Screenshot Logs

UFO also save desktop or application screenshots for debugging and evaluation purposes. The screenshot logs are stored in the logs/{task_name}/.

There are 4 types of screenshot logs generated by UFO, as detailed below.

Clean Screenshots

At each step, UFO saves a clean screenshot of the desktop or application. The clean screenshot is saved in the action_step{step_number}.png file. In addition, the clean screenshots are also saved when a sub-task, round or session is completed. The clean screenshots are saved in the action_round_{round_id}_sub_round_{sub_task_id}_final.png, action_round_{round_id}_final.png and action_step_final.png files, respectively. Below is an example of a clean screenshot.

AppAgent Image

Annotation Screenshots

UFO also saves annotated screenshots of the application, with each control item is annotated with a number, following the Set-of-Mark paradigm. The annotated screenshots are saved in the action_step{step_number}_annotated.png file. Below is an example of an annotated screenshot.

AppAgent Image

Info

Only selected types of controls are annotated in the screenshots. They are configured in the config_dev.yaml file under the CONTROL_LIST field.

Tip

Different types of controls are annotated with different colors. You can configure the colors in the config_dev.yaml file under the ANNOTATION_COLORS field.

Concatenated Screenshots

UFO also saves concatenated screenshots of the application, with clean and annotated screenshots concatenated side by side. The concatenated screenshots are saved in the action_step{step_number}_concat.png file. Below is an example of a concatenated screenshot.

AppAgent Image

Info

You can configure whether to feed the concatenated screenshots to the LLMs, or separate clean and annotated screenshots, in the config_dev.yaml file under the CONCAT_SCREENSHOT field.

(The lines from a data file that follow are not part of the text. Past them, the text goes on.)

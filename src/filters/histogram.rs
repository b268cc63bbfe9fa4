use crate::error::BitmapError;
use crate::image::Image;
use crate::pixel::{Channel, Color, luma};

/// Side length of rendered histogram images.
pub const HISTOGRAM_SIZE: u32 = 256;

/// Frequency of each value 0..=255 in `channel`. [`Channel::All`] counts luma.
pub fn channel_counts(image: &Image, channel: Channel) -> [u64; 256] {
    let mut counts = [0u64; 256];
    for px in image.as_bytes().chunks_exact(4) {
        let v = match channel.index() {
            Some(c) => px[c],
            None => luma([px[0], px[1], px[2], px[3]]),
        };
        counts[usize::from(v)] += 1;
    }
    counts
}

/// Bar height for each value, scaled so the most frequent value fills the image.
fn bar_heights(counts: &[u64; 256]) -> [u32; 256] {
    let max = counts.iter().copied().max().unwrap_or(0);
    let mut heights = [0u32; 256];
    if max == 0 {
        return heights;
    }
    let full = u64::from(HISTOGRAM_SIZE);
    for (h, &n) in heights.iter_mut().zip(counts) {
        *h = ((n * full + max / 2) / max) as u32;
    }
    heights
}

/// Render the histogram of one channel as a 256×256 bar chart.
///
/// Column `v` holds a bar for value `v`, drawn upward from the bottom row in
/// the channel's color on an opaque black background. Alpha and
/// [`Channel::All`] (luma) bars are white.
pub fn histogram_channel(image: &Image, channel: Channel) -> Result<Image, BitmapError> {
    let color: Color = match channel {
        Channel::Red => [255, 0, 0, 255],
        Channel::Green => [0, 255, 0, 255],
        Channel::Blue => [0, 0, 255, 255],
        _ => [255, 255, 255, 255],
    };
    let mut out = Image::new(HISTOGRAM_SIZE, HISTOGRAM_SIZE, [0, 0, 0, 255])?;
    let heights = bar_heights(&channel_counts(image, channel));
    for (x, &h) in heights.iter().enumerate() {
        for t in 0..h {
            out.set_pixel(x as u32, HISTOGRAM_SIZE - 1 - t, color)?;
        }
    }
    Ok(out)
}

/// Render the red, green and blue histograms on one 256×256 canvas.
///
/// Each channel's bars are written into that channel only, so overlapping
/// bars mix (red + green bars show yellow, all three show white).
pub fn histogram(image: &Image) -> Result<Image, BitmapError> {
    let mut out = Image::new(HISTOGRAM_SIZE, HISTOGRAM_SIZE, [0, 0, 0, 255])?;
    for (c, channel) in [Channel::Red, Channel::Green, Channel::Blue]
        .into_iter()
        .enumerate()
    {
        let heights = bar_heights(&channel_counts(image, channel));
        for (x, &h) in heights.iter().enumerate() {
            for t in 0..h {
                let off = out.offset(x as u32, HISTOGRAM_SIZE - 1 - t);
                out.as_bytes_mut()[off + c] = 255;
            }
        }
    }
    Ok(out)
}
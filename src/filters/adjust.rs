use crate::image::Image;
use crate::pixel::{Channel, Color, luma};

/// Invert the color channels in place; alpha is unchanged.
pub fn invert(image: &mut Image) {
    for px in image.as_bytes_mut().chunks_exact_mut(4) {
        px[0] = 255 - px[0];
        px[1] = 255 - px[1];
        px[2] = 255 - px[2];
    }
}

/// Replace R, G and B with the pixel's luma in place.
pub fn grayscale(image: &mut Image) {
    for px in image.as_bytes_mut().chunks_exact_mut(4) {
        let y = luma([px[0], px[1], px[2], px[3]]);
        px[..3].fill(y);
    }
}

/// Luma at or above `threshold` becomes white, below becomes black. Alpha is unchanged.
pub fn binarize(image: &mut Image, threshold: u8) {
    for px in image.as_bytes_mut().chunks_exact_mut(4) {
        let y = luma([px[0], px[1], px[2], px[3]]);
        px[..3].fill(if y >= threshold { 255 } else { 0 });
    }
}

/// Replace every pixel exactly equal to `find`. Returns how many changed.
pub fn replace_color(image: &mut Image, find: Color, replace: Color) -> usize {
    let mut n = 0;
    for px in image.as_bytes_mut().chunks_exact_mut(4) {
        if px[..] == find[..] {
            px.copy_from_slice(&replace);
            n += 1;
        }
    }
    n
}

/// Isolate one channel into a new opaque image.
///
/// Red, green and blue keep the selected channel and zero the other two.
/// [`Channel::Alpha`] renders alpha as gray and [`Channel::All`] renders luma.
pub fn extract_channel(image: &Image, channel: Channel) -> Image {
    let mut out = image.clone();
    for px in out.as_bytes_mut().chunks_exact_mut(4) {
        let src: Color = [px[0], px[1], px[2], px[3]];
        let new = match channel {
            Channel::Red => [src[0], 0, 0, 255],
            Channel::Green => [0, src[1], 0, 255],
            Channel::Blue => [0, 0, src[2], 255],
            Channel::Alpha => [src[3], src[3], src[3], 255],
            Channel::All => {
                let y = luma(src);
                [y, y, y, 255]
            }
        };
        px.copy_from_slice(&new);
    }
    out
}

Selected Control Screenshots

UFO saves screenshots of the selected control item for operation. The selected control screenshots are saved in the action_step{step_number}_selected_controls.png file. Below is an example of a selected control screenshot.

AppAgent Image

Info

You can configure whether to feed LLM with the selected control screenshots at the previous step to enhance the context, in the config_dev.yaml file under the INCLUDE_LAST_SCREENSHOT field.